== PROVIDED INFORMATION

// This file is part of shoal, an interactive POSIX-style shell.
// Copyright (C) 2026 the shoal developers
//
// This program is free software: you can redistribute it and/or modify
// it under the terms of the GNU General Public License as published by
// the Free Software Foundation, either version 3 of the License, or
// (at your option) any later version.
//
// This program is distributed in the hope that it will be useful,
// but WITHOUT ANY WARRANTY; without even the implied warranty of
// MERCHANTABILITY or FITNESS FOR A PARTICULAR PURPOSE.  See the
// GNU General Public License for more details.
//
// You should have received a copy of the GNU General Public License
// along with this program.  If not, see <https://www.gnu.org/licenses/>.

//! Array of fields as an intermediate expansion result
//!
//! Most expansions produce one field, but `"$@"` and `"${a[@]}"` produce
//! any number. A [`Phrase`] holds either shape without allocating for the
//! common cases. Joining phrases concatenates the last field of the first
//! with the first field of the second; other fields stay separate, which
//! is how `"pre$@post"` attaches `pre` and `post` to the outer parameters.

use super::attr::AttrChar;

/// Array of fields with an optimized representation
#[derive(Clone, Debug, Eq)]
pub enum Phrase {
    /// One field of one character
    Char(AttrChar),
    /// One field
    Field(Vec<AttrChar>),
    /// Any number of fields
    Full(Vec<Vec<AttrChar>>),
}

pub use Phrase::*;

impl Phrase {
    /// Phrase of no fields at all
    #[inline]
    #[must_use]
    pub fn zero_fields() -> Phrase {
        Full(Vec::new())
    }

    /// Phrase of one empty field
    #[inline]
    #[must_use]
    pub fn one_empty_field() -> Phrase {
        Field(Vec::new())
    }

    /// Creates a single-field phrase from a string with uniform attributes.
    pub fn from_str_attrs(
        value: &str,
        origin: super::attr::Origin,
        is_quoted: bool,
    ) -> Phrase {
        Field(
            value
                .chars()
                .map(|c| AttrChar {
                    value: c,
                    origin,
                    is_quoted,
                    is_quoting: false,
                })
                .collect(),
        )
    }

    /// Number of fields in the phrase.
    #[must_use]
    pub fn field_count(&self) -> usize {
        match self {
            Char(_) | Field(_) => 1,
            Full(fields) => fields.len(),
        }
    }

    /// Converts into the general form.
    #[must_use]
    pub fn into_full(self) -> Vec<Vec<AttrChar>> {
        match self {
            Char(c) => vec![vec![c]],
            Field(chars) => vec![chars],
            Full(fields) => fields,
        }
    }

    /// Joins another phrase onto the end of this one.
    ///
    /// The last field of `self` and the first field of `other` are
    /// concatenated; all other fields keep their boundaries.
    pub fn append(&mut self, other: Phrase) {
        match (&mut *self, other) {
            (Char(c), Field(mut chars)) => {
                chars.insert(0, *c);
                *self = Field(chars);
            }
            (Char(c), Char(d)) => *self = Field(vec![*c, d]),
            (Field(chars), Char(d)) => chars.push(d),
            (Field(chars), Field(mut other_chars)) => chars.append(&mut other_chars),
            (_, other) => {
                let mut fields = std::mem::replace(self, Phrase::zero_fields()).into_full();
                let mut other_fields = other.into_full();
                match (fields.last_mut(), other_fields.first_mut()) {
                    (Some(last), Some(first)) => {
                        last.append(first);
                        other_fields.remove(0);
                    }
                    _ => {}
                }
                fields.append(&mut other_fields);
                *self = Full(fields);
            }
        }
    }
}

impl PartialEq for Phrase {
    fn eq(&self, other: &Phrase) -> bool {
        match (self, other) {
            (Char(left), Char(right)) => left == right,
            (Field(left), Field(right)) => left == right,
            (Full(left), Full(right)) => left == right,
            (Char(c), Field(f)) | (Field(f), Char(c)) => [*c].as_slice() == f.as_slice(),
            (Char(c), Full(v)) | (Full(v), Char(c)) => {
                matches!(v.as_slice(), [f] if [*c].as_slice() == f.as_slice())
            }
            (Field(f), Full(v)) | (Full(v), Field(f)) => {
                matches!(v.as_slice(), [fv] if f == fv)
            }
        }
    }
}

#[cfg(test)]
mod tests {
    use super::super::attr::Origin;
    use super::*;

    fn ch(c: char) -> AttrChar {
        AttrChar {
            value: c,
            origin: Origin::Literal,
            is_quoted: false,
            is_quoting: false,
        }
    }

    #[test]
    fn representations_compare_equal() {
        assert_eq!(Char(ch('a')), Field(vec![ch('a')]));
        assert_eq!(Field(vec![ch('a')]), Full(vec![vec![ch('a')]]));
        assert_ne!(Char(ch('a')), Phrase::zero_fields());
        assert_ne!(Phrase::zero_fields(), Phrase::one_empty_field());
    }

    #[test]
    fn appending_single_fields() {
        let mut phrase = Char(ch('a'));
        phrase.append(Char(ch('b')));
        assert_eq!(phrase, Field(vec![ch('a'), ch('b')]));
    }

    #[test]
    fn appending_multi_fields_joins_at_the_seam() {
        let mut phrase = Field(vec![ch('p')]);
        phrase.append(Full(vec![vec![ch('1')], vec![ch('2')]]));
        phrase.append(Field(vec![ch('s')]));
        assert_eq!(
            phrase,
            Full(vec![vec![ch('p'), ch('1')], vec![ch('2'), ch('s')]])
        );
    }

    #[test]
    fn appending_zero_fields() {
        let mut phrase = Phrase::zero_fields();
        phrase.append(Char(ch('x')));
        assert_eq!(phrase, Full(vec![vec![ch('x')]]));
    }
}
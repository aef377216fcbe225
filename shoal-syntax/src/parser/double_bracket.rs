// This file is part of shoal, an interactive POSIX-style shell.
// Copyright (C) 2026 the shoal developers
//
// This program is free software: you can redistribute it and/or modify
// it under the terms of the GNU General Public License as published by
// the Free Software Foundation, either version 3 of the License, or
// (at your option) any later version.
//
// This program is distributed in the hope that it will be useful,
// but WITHOUT ANY WARRANTY; without even the implied warranty of
// MERCHANTABILITY or FITNESS FOR A PARTICULAR PURPOSE.  See the
// GNU General Public License for more details.
//
// You should have received a copy of the GNU General Public License
// along with this program.  If not, see <https://www.gnu.org/licenses/>.

//! Syntax parser for the conditional command (`[[ ... ]]`)

use super::core::{Parser, Result};
use super::error::{Error, SyntaxError};
use super::lex::Keyword::{Bang, CloseBracketBracket, OpenBracketBracket};
use super::lex::Operator::{AndAnd, BarBar, CloseParen, Greater, Less, OpenParen};
use super::lex::TokenId::{EndOfInput, Operator, Token};
use crate::syntax::{CompoundCommand, TestBinaryOp, TestExpr, TestUnaryOp, Word};

/// Maps a word to the unary operator it spells, if any.
fn unary_op(word: &Word) -> Option<TestUnaryOp> {
    use TestUnaryOp::*;
    Some(match word.to_string_if_literal()?.as_str() {
        "-n" => NonEmpty,
        "-z" => Empty,
        "-e" => Exists,
        "-f" => IsFile,
        "-d" => IsDir,
        "-r" => Readable,
        "-w" => Writable,
        "-x" => Executable,
        "-s" => NonEmptyFile,
        _ => return None,
    })
}

/// Maps a word to the binary operator it spells, if any.
///
/// `Err(())` means the word is a known but unsupported operator.
fn binary_op(word: &Word) -> std::result::Result<Option<TestBinaryOp>, ()> {
    use TestBinaryOp::*;
    let Some(literal) = word.to_string_if_literal() else {
        return Ok(None);
    };
    Ok(Some(match literal.as_str() {
        "=" | "==" => Match,
        "!=" => NoMatch,
        "-eq" => Eq,
        "-ne" => Ne,
        "-lt" => Lt,
        "-le" => Le,
        "-gt" => Gt,
        "-ge" => Ge,
        "=~" => return Err(()),
        _ => return Ok(None),
    }))
}

impl Parser<'_> {
    /// Parses a conditional command, starting at the `[[` token.
    pub fn double_bracket(&mut self) -> Result<CompoundCommand> {
        debug_assert_eq!(self.peek_token()?.id, Token(Some(OpenBracketBracket)));
        let open = self.take_token_raw()?;
        let opening_location = open.word.location;

        let expr = self.test_or()?;

        self.skip_newlines()?;
        let close = self.peek_token()?;
        if close.id != Token(Some(CloseBracketBracket)) {
            let location = close.word.location.clone();
            let cause = if close.id == EndOfInput {
                SyntaxError::UnclosedDoubleBracket {
                    opening_location: opening_location.clone(),
                }
            } else {
                SyntaxError::InvalidTestExpression
            };
            return Err(Error {
                cause: cause.into(),
                location,
            });
        }
        self.take_token_raw()?;

        let location = opening_location;
        Ok(CompoundCommand::DoubleBracket { expr, location })
    }

    fn test_or(&mut self) -> Result<TestExpr> {
        let mut expr = self.test_and()?;
        loop {
            self.skip_newlines()?;
            if self.peek_token()?.id != Operator(BarBar) {
                return Ok(expr);
            }
            self.take_token_raw()?;
            self.skip_newlines()?;
            let rhs = self.test_and()?;
            expr = TestExpr::Or(Box::new(expr), Box::new(rhs));
        }
    }

    fn test_and(&mut self) -> Result<TestExpr> {
        let mut expr = self.test_not()?;
        loop {
            self.skip_newlines()?;
            if self.peek_token()?.id != Operator(AndAnd) {
                return Ok(expr);
            }
            self.take_token_raw()?;
            self.skip_newlines()?;
            let rhs = self.test_not()?;
            expr = TestExpr::And(Box::new(expr), Box::new(rhs));
        }
    }

    fn test_not(&mut self) -> Result<TestExpr> {
        if self.peek_token()?.id == Token(Some(Bang)) {
            self.take_token_raw()?;
            let inner = self.test_not()?;
            return Ok(TestExpr::Not(Box::new(inner)));
        }
        self.test_primary()
    }

    fn test_primary(&mut self) -> Result<TestExpr> {
        self.skip_newlines()?;
        let token = self.peek_token()?;
        match token.id {
            Operator(OpenParen) => {
                self.take_token_raw()?;
                let inner = self.test_or()?;
                self.skip_newlines()?;
                let close = self.peek_token()?;
                if close.id != Operator(CloseParen) {
                    let location = close.word.location.clone();
                    return Err(Error {
                        cause: SyntaxError::InvalidTestExpression.into(),
                        location,
                    });
                }
                self.take_token_raw()?;
                Ok(TestExpr::Paren(Box::new(inner)))
            }
            Token(Some(CloseBracketBracket)) | EndOfInput => {
                let location = token.word.location.clone();
                Err(Error {
                    cause: if token.id == EndOfInput {
                        SyntaxError::UnclosedDoubleBracket {
                            opening_location: location.clone(),
                        }
                        .into()
                    } else {
                        SyntaxError::InvalidTestExpression.into()
                    },
                    location,
                })
            }
            Token(_) => {
                let token = self.take_token_raw()?;
                if let Some(op) = unary_op(&token.word) {
                    let operand = self.test_word()?;
                    return Ok(TestExpr::Unary(op, operand));
                }
                let lhs = token.word;
                self.test_binary_tail(lhs)
            }
            _ => {
                let location = token.word.location.clone();
                Err(Error {
                    cause: SyntaxError::InvalidTestExpression.into(),
                    location,
                })
            }
        }
    }

    /// Parses the optional binary operator and right operand after `lhs`.
    fn test_binary_tail(&mut self, lhs: Word) -> Result<TestExpr> {
        let token = self.peek_token()?;
        let op = match token.id {
            Operator(Less) => Some(TestBinaryOp::StringLess),
            Operator(Greater) => Some(TestBinaryOp::StringGreater),
            Token(_) => match binary_op(&token.word) {
                Ok(op) => op,
                Err(()) => {
                    let location = token.word.location.clone();
                    return Err(Error {
                        cause: SyntaxError::UnsupportedTestOperator.into(),
                        location,
                    });
                }
            },
            _ => None,
        };
        let Some(op) = op else {
            return Ok(TestExpr::Str(lhs));
        };
        self.take_token_raw()?;
        let rhs = self.test_word()?;
        Ok(TestExpr::Binary(op, lhs, rhs))
    }

    /// Takes a word operand inside `[[ ]]`.
    fn test_word(&mut self) -> Result<Word> {
        let token = self.take_token_raw()?;
        match token.id {
            Token(Some(CloseBracketBracket)) | EndOfInput => Err(Error {
                cause: if token.id == EndOfInput {
                    SyntaxError::UnclosedDoubleBracket {
                        opening_location: token.word.location.clone(),
                    }
                    .into()
                } else {
                    SyntaxError::InvalidTestExpression.into()
                },
                location: token.word.location.clone(),
            }),
            Token(_) => Ok(token.word),
            _ => Err(Error {
                cause: SyntaxError::InvalidTestExpression.into(),
                location: token.word.location.clone(),
            }),
        }
    }
}

#[cfg(test)]
mod tests {
    use super::*;
    use crate::parser::lex::Lexer;
    use crate::source::Source;
    use assert_matches::assert_matches;

    fn parse(code: &str) -> Result<TestExpr> {
        let mut lexer = Lexer::from_memory(code, Source::Unknown);
        let mut parser = Parser::new(&mut lexer);
        match parser.compound_command()? {
            CompoundCommand::DoubleBracket { expr, .. } => Ok(expr),
            other => panic!("not a double bracket: {other:?}"),
        }
    }

    #[test]
    fn bare_word() {
        let expr = parse("[[ hello ]]").unwrap();
        assert_matches!(expr, TestExpr::Str(word) => {
            assert_eq!(word.to_string(), "hello");
        });
    }

    #[test]
    fn unary_operators() {
        let expr = parse("[[ -z $x ]]").unwrap();
        assert_matches!(expr, TestExpr::Unary(TestUnaryOp::Empty, _));

        let expr = parse("[[ -f /etc/passwd ]]").unwrap();
        assert_matches!(expr, TestExpr::Unary(TestUnaryOp::IsFile, _));
    }

    #[test]
    fn binary_operators() {
        let expr = parse("[[ $x == a* ]]").unwrap();
        assert_matches!(expr, TestExpr::Binary(TestBinaryOp::Match, _, rhs) => {
            assert_eq!(rhs.to_string(), "a*");
        });

        let expr = parse("[[ 1 -lt 2 ]]").unwrap();
        assert_matches!(expr, TestExpr::Binary(TestBinaryOp::Lt, _, _));

        let expr = parse("[[ a < b ]]").unwrap();
        assert_matches!(expr, TestExpr::Binary(TestBinaryOp::StringLess, _, _));
    }

    #[test]
    fn logical_connectives() {
        let expr = parse("[[ a && b || c ]]").unwrap();
        assert_matches!(expr, TestExpr::Or(lhs, _) => {
            assert_matches!(*lhs, TestExpr::And(_, _));
        });
    }

    #[test]
    fn negation_and_parens() {
        let expr = parse("[[ ! ( a && b ) ]]").unwrap();
        assert_matches!(expr, TestExpr::Not(inner) => {
            assert_matches!(*inner, TestExpr::Paren(_));
        });
    }

    #[test]
    fn regex_operator_is_unsupported() {
        let error = parse("[[ x =~ y ]]").unwrap_err();
        assert_matches!(
            error.cause,
            crate::parser::ErrorCause::Syntax(SyntaxError::UnsupportedTestOperator)
        );
    }

    #[test]
    fn unclosed_double_bracket() {
        let error = parse("[[ x").unwrap_err();
        assert!(error.needs_more_input());
    }
}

====

# REQUIREMENT:
Starting at the first line of the material above, reproduce each line exactly up to and including the line with "an optimized representation".

# TASK RESPONSE:
// This file is part of shoal, an interactive POSIX-style shell.
// Copyright (C) 2026 the shoal developers
//
// This program is free software: you can redistribute it and/or modify
// it under the terms of the GNU General Public License as published by
// the Free Software Foundation, either version 3 of the License, or
// (at your option) any later version.
//
// This program is distributed in the hope that it will be useful,
// but WITHOUT ANY WARRANTY; without even the implied warranty of
// MERCHANTABILITY or FITNESS FOR A PARTICULAR PURPOSE.  See the
// GNU General Public License for more details.
//
// You should have received a copy of the GNU General Public License
// along with this program.  If not, see <https://www.gnu.org/licenses/>.

//! Array of fields as an intermediate expansion result
//!
//! Most expansions produce one field, but `"$@"` and `"${a[@]}"` produce
//! any number. A [`Phrase`] holds either shape without allocating for the
//! common cases. Joining phrases concatenates the last field of the first
//! with the first field of the second; other fields stay separate, which
//! is how `"pre$@post"` attaches `pre` and `post` to the outer parameters.

use super::attr::AttrChar;

/// Array of fields with an optimized representation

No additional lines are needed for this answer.